Pendidikan Politik
- By admin
- June 4, 2022
- Keselamatan di Bumi
Kesadaran setiap warganegara akan kehidupan politik dan kenegaraan berdasarkan Pancasila dan Undang-Undang Dasar 1945 menjamin kelancaran usaha mencapai tujuan nasional. GBHN menghendaki peningkatan pendidikan politik agar rakyat makin sadar akan hak dan kewajibannya sebagai warganegara sehingga ikut serta secara aktif dalam kehidupan kenegaraan dan pembangunan, serta untuk lebih memperkokoh persatuan dan kesatuan bangsa.
Pendidikan itu merubah dan membentuk perilaku termasuk kemampuan melalui pengalaman belajar. Pengetahuan dipandang sangat berharga. Bukanlah penderitaan timbul dari kegelapan batin atau kebodohan (avijja)? Tetapi pengetahuan hanyalah alat untuk mencapai suatu tujuan, dan bukan merupakan tujuan itu sendiri. “Jika orang dapat menjadi suci/sempurna hanya dengan mengubah pandangannya, jika dengan pengetahuan semata-mata ia dapat terbebas dari penderitaan, berarti ada jalan lain daripada Jalan-Delapan-Yang Utama (Atthangika Ariya Magga) yang memberi kesucian dan mengakhiri penderitaan. Namun, hal ini tidaklah mungkin.”[1] Jalan Delapan yang Utama terdiri dari pandangan, pikiran, pembicaraan, perbuatan, pencaharian, daya upaya, kesadaran perhatian, dan semadi yang benar. Unsur pengetahuan hanya merupakan sebagian dari Jalan.
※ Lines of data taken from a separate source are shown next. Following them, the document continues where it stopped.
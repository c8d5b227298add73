//! On-disk files backing the raft log and vote.
//!
//! `raft.log` is append-only. Each record is framed as
//! `[u32 len][u32 crc32c][bincode RaftLogRecord]` (big endian). Replaying the
//! records in order rebuilds the in-memory log: entries are inserted,
//! truncations and purges remove them. The file is rewritten after a purge
//! so it does not grow without bound.
//!
//! On open a torn trailing record (crash mid-write) is cut off with a warning;
//! a checksum or decode failure anywhere is reported as `InvalidData` and must
//! abort startup.

use std::collections::BTreeMap;
use std::fs::{self, File, OpenOptions};
use std::io::{self, Write};
use std::path::{Path, PathBuf};

use openraft::{Entry, LogId, Vote};
use serde::{Deserialize, Serialize};
use tracing::{debug, warn};

use super::types::{RaftNodeId, TypeConfig};
use crate::protocol::crc32c;

const RECORD_HEADER_SIZE: usize = 8;

#[derive(Debug, Serialize, Deserialize)]
pub(crate) enum RaftLogRecord {
    Entry(Entry<TypeConfig>),
    /// Remove every entry with index `>= since`.
    TruncateSince(u64),
    /// Remove every entry up to and including this id.
    PurgeUpto(LogId<RaftNodeId>),
}

/// State rebuilt from `raft.log`.
#[derive(Default)]
pub(crate) struct RecoveredLog {
    pub entries: BTreeMap<u64, Entry<TypeConfig>>,
    pub last_purged: Option<LogId<RaftNodeId>>,
}

impl RecoveredLog {
    fn replay(&mut self, record: RaftLogRecord) {
        match record {
            RaftLogRecord::Entry(entry) => {
                self.entries.insert(entry.log_id.index, entry);
            }
            RaftLogRecord::TruncateSince(since) => {
                self.entries.retain(|&index, _| index < since);
            }
            RaftLogRecord::PurgeUpto(log_id) => {
                self.entries.retain(|&index, _| index > log_id.index);
                self.last_purged = Some(log_id);
            }
        }
    }
}

pub(crate) struct RaftLogFile {
    path: PathBuf,
    file: File,
}

impl RaftLogFile {
    /// Open `path`, replaying its records.
    pub fn open(path: &Path) -> io::Result<(Self, RecoveredLog)> {
        let raw = match fs::read(path) {
            Ok(raw) => raw,
            Err(e) if e.kind() == io::ErrorKind::NotFound => Vec::new(),
            Err(e) => return Err(e),
        };

        let mut recovered = RecoveredLog::default();
        let mut pos = 0usize;
        let mut records = 0usize;
        while pos < raw.len() {
            let Some(header) = raw.get(pos..pos + RECORD_HEADER_SIZE) else {
                break;
            };
            let len = u32::from_be_bytes([header[0], header[1], header[2], header[3]]) as usize;
            let stored_crc = u32::from_be_bytes([header[4], header[5], header[6], header[7]]);
            let start = pos + RECORD_HEADER_SIZE;
            let Some(body) = raw.get(start..start + len) else {
                break;
            };

            let computed = crc32c(body);
            if computed != stored_crc {
                return Err(corrupt(
                    path,
                    pos,
                    format!("checksum mismatch (stored {stored_crc:#x}, computed {computed:#x})"),
                ));
            }
            let record: RaftLogRecord = bincode::deserialize(body)
                .map_err(|e| corrupt(path, pos, format!("undecodable record: {e}")))?;
            recovered.replay(record);
            records += 1;
            pos = start + len;
        }

        if pos < raw.len() {
            warn!(
                path = %path.display(),
                valid_bytes = pos,
                torn_bytes = raw.len() - pos,
                "Truncating torn record at the end of the raft log"
            );
        }

        let file = OpenOptions::new()
            .create(true)
            .append(true)
            .open(path)?;
        if pos < raw.len() {
            file.set_len(pos as u64)?;
            file.sync_all()?;
        }

        debug!(
            path = %path.display(),
            records,
            entries = recovered.entries.len(),
            "Replayed raft log"
        );
        Ok((
            Self {
                path: path.to_path_buf(),
                file,
            },
            recovered,
        ))
    }

    /// Append records and sync them to disk.
    pub fn append<'a>(
        &mut self,
        records: impl IntoIterator<Item = &'a RaftLogRecord>,
    ) -> io::Result<()> {
        let mut buf = Vec::new();
        for record in records {
            encode_record(record, &mut buf)?;
        }
        if buf.is_empty() {
            return Ok(());
        }
        self.file.write_all(&buf)?;
        self.file.sync_data()
    }

    /// Replace the file with a compacted copy holding `entries`.
    pub fn rewrite<'a>(
        &mut self,
        last_purged: Option<LogId<RaftNodeId>>,
        entries: impl IntoIterator<Item = &'a Entry<TypeConfig>>,
    ) -> io::Result<()> {
        let mut buf = Vec::new();
        if let Some(log_id) = last_purged {
            encode_record(&RaftLogRecord::PurgeUpto(log_id), &mut buf)?;
        }
        for entry in entries {
            encode_record(&RaftLogRecord::Entry(entry.clone()), &mut buf)?;
        }

        let tmp = self.path.with_extension("log.tmp");
        {
            let mut out = File::create(&tmp)?;
            out.write_all(&buf)?;
            out.sync_all()?;
        }
        fs::rename(&tmp, &self.path)?;
        self.file = OpenOptions::new().append(true).open(&self.path)?;
        Ok(())
    }
}

fn encode_record(record: &RaftLogRecord, buf: &mut Vec<u8>) -> io::Result<()> {
    let body =
        bincode::serialize(record).map_err(|e| io::Error::new(io::ErrorKind::InvalidData, e))?;
    buf.extend_from_slice(&(body.len() as u32).to_be_bytes());
    buf.extend_from_slice(&crc32c(&body).to_be_bytes());
    buf.extend_from_slice(&body);
    Ok(())
}

fn corrupt(path: &Path, position: usize, reason: String) -> io::Error {
    io::Error::new(
        io::ErrorKind::InvalidData,
        format!(
            "corrupt raft log {} at byte {position}: {reason}",
            path.display()
        ),
    )
}

pub(crate) fn read_vote(path: &Path) -> io::Result<Option<Vote<RaftNodeId>>> {
    match fs::read(path) {
        Ok(raw) => bincode::deserialize(&raw)
            .map(Some)
            .map_err(|e| io::Error::new(io::ErrorKind::InvalidData, e)),
        Err(e) if e.kind() == io::ErrorKind::NotFound => Ok(None),
        Err(e) => Err(e),
    }
}

/// Write the vote through a temp file so a crash leaves either the old or
/// the new vote.
pub(crate) fn write_vote(path: &Path, vote: &Vote<RaftNodeId>) -> io::Result<()> {
    let raw =
        bincode::serialize(vote).map_err(|e| io::Error::new(io::ErrorKind::InvalidData, e))?;
    let tmp = path.with_extension("tmp");
    {
        let mut out = File::create(&tmp)?;
        out.write_all(&raw)?;
        out.sync_all()?;
    }
    fs::rename(&tmp, path)
}

#[cfg(test)]
mod tests {
    use super::*;
    use openraft::{CommittedLeaderId, EntryPayload};
    use tempfile::TempDir;

    fn entry(term: u64, index: u64) -> Entry<TypeConfig> {
        Entry {
            log_id: LogId::new(CommittedLeaderId::new(term, 1), index),
            payload: EntryPayload::Blank,
        }
    }

    #[test]
    fn test_replay_after_reopen() {
        let dir = TempDir::new().unwrap();
        let path = dir.path().join("raft.log");
        {
            let (mut file, recovered) = RaftLogFile::open(&path).unwrap();
            assert!(recovered.entries.is_empty());
            let records: Vec<_> = (1..=5).map(|i| RaftLogRecord::Entry(entry(1, i))).collect();
            file.append(&records).unwrap();
            file.append(&[RaftLogRecord::TruncateSince(4)]).unwrap();
            file.append(&[RaftLogRecord::PurgeUpto(entry(1, 1).log_id)]).unwrap();
        }

        let (_, recovered) = RaftLogFile::open(&path).unwrap();
        let indexes: Vec<u64> = recovered.entries.keys().copied().collect();
        assert_eq!(indexes, vec![2, 3]);
        assert_eq!(recovered.last_purged.map(|l| l.index), Some(1));
    }

    #[test]
    fn test_torn_tail_is_truncated() {
        let dir = TempDir::new().unwrap();
        let path = dir.path().join("raft.log");
        {
            let (mut file, _) = RaftLogFile::open(&path).unwrap();
            file.append(&[RaftLogRecord::Entry(entry(1, 1))]).unwrap();
        }
        let good_len = fs::metadata(&path).unwrap().len();
        let mut raw = fs::read(&path).unwrap();
        raw.extend_from_slice(&[0, 0, 0, 40, 1, 2]);
        fs::write(&path, raw).unwrap();

        let (_, recovered) = RaftLogFile::open(&path).unwrap();
        assert_eq!(recovered.entries.len(), 1);
        assert_eq!(fs::metadata(&path).unwrap().len(), good_len);
    }

    #[test]
    fn test_checksum_mismatch_is_fatal() {
        let dir = TempDir::new().unwrap();
        let path = dir.path().join("raft.log");
        {
            let (mut file, _) = RaftLogFile::open(&path).unwrap();
            file.append(&[RaftLogRecord::Entry(entry(1, 1))]).unwrap();
        }
        let mut raw = fs::read(&path).unwrap();
        let last = raw.len() - 1;
        raw[last] ^= 0xff;
        fs::write(&path, raw).unwrap();

        let err = RaftLogFile::open(&path).err().unwrap();
        assert_eq!(err.kind(), io::ErrorKind::InvalidData);
    }

    #[test]
    fn test_rewrite_keeps_remaining_entries() {
        let dir = TempDir::new().unwrap();
        let path = dir.path().join("raft.log");
        let (mut file, _) = RaftLogFile::open(&path).unwrap();
        let entries: Vec<_> = (1..=10).map(|i| entry(2, i)).collect();
        let records: Vec<_> = entries.iter().cloned().map(RaftLogRecord::Entry).collect();
        file.append(&records).unwrap();
        let before = fs::metadata(&path).unwrap().len();

        file.rewrite(Some(entries[6].log_id), &entries[7..]).unwrap();
        file.append(&[RaftLogRecord::Entry(entry(2, 11))]).unwrap();
        assert!(fs::metadata(&path).unwrap().len() < before);

        let (_, recovered) = RaftLogFile::open(&path).unwrap();
        let indexes: Vec<u64> = recovered.entries.keys().copied().collect();
        assert_eq!(indexes, vec![8, 9, 10, 11]);
        assert_eq!(recovered.last_purged.map(|l| l.index), Some(7));
    }

    #[test]
    fn test_vote_roundtrip() {
        let dir = TempDir::new().unwrap();
        let path = dir.path().join("vote");
        assert_eq!(read_vote(&path).unwrap(), None);
        let vote = Vote::new(3, 2);
        write_vote(&path, &vote).unwrap();
        assert_eq!(read_vote(&path).unwrap(), Some(vote));
    }
}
Pengetahuan menjadi bermanfaat bilamana diikuti sikap dan tindakan yang sesuai. Penyelenggaraan pemilihan umum mengandung aspek pendidikan politik yang membuat setiap warganegara menyadari hak dan kewajibannya. Pendidikan politik dalam pemilu tidak hanya sebatas mendengarkan rayuan juru kampanye, lalu mencoblos salah satu tanda gambar peserta. Pendidikan politik adalah hidup berbangsa dan bernegara itu sendiri. Rakyat disadarkan lewat pengalaman beberapa pemilu. Jelas berbeda antara Orde Baru dan Orde Lama. Tema pokok Golkar, yakni penegakan dan mengembangkan kehidupan yang berdasarkan demokrasi, konstitusi, dan hukum menandai watak Orde Baru. Pada masa Orde Baru, pemilu tahun 1971 menampilkan 10 kekuatan sospol termasuk Golkar. Pemilu berikutnya sesuai dengan keputusan MPR hanya mengenal 3 kekuatan sospol. Pada akhirnya dari asas yang berbeda, lalu semua organisasi menerima Pancasila sebagai satu-satunya asas. Proses ini adalah pengalaman belajar.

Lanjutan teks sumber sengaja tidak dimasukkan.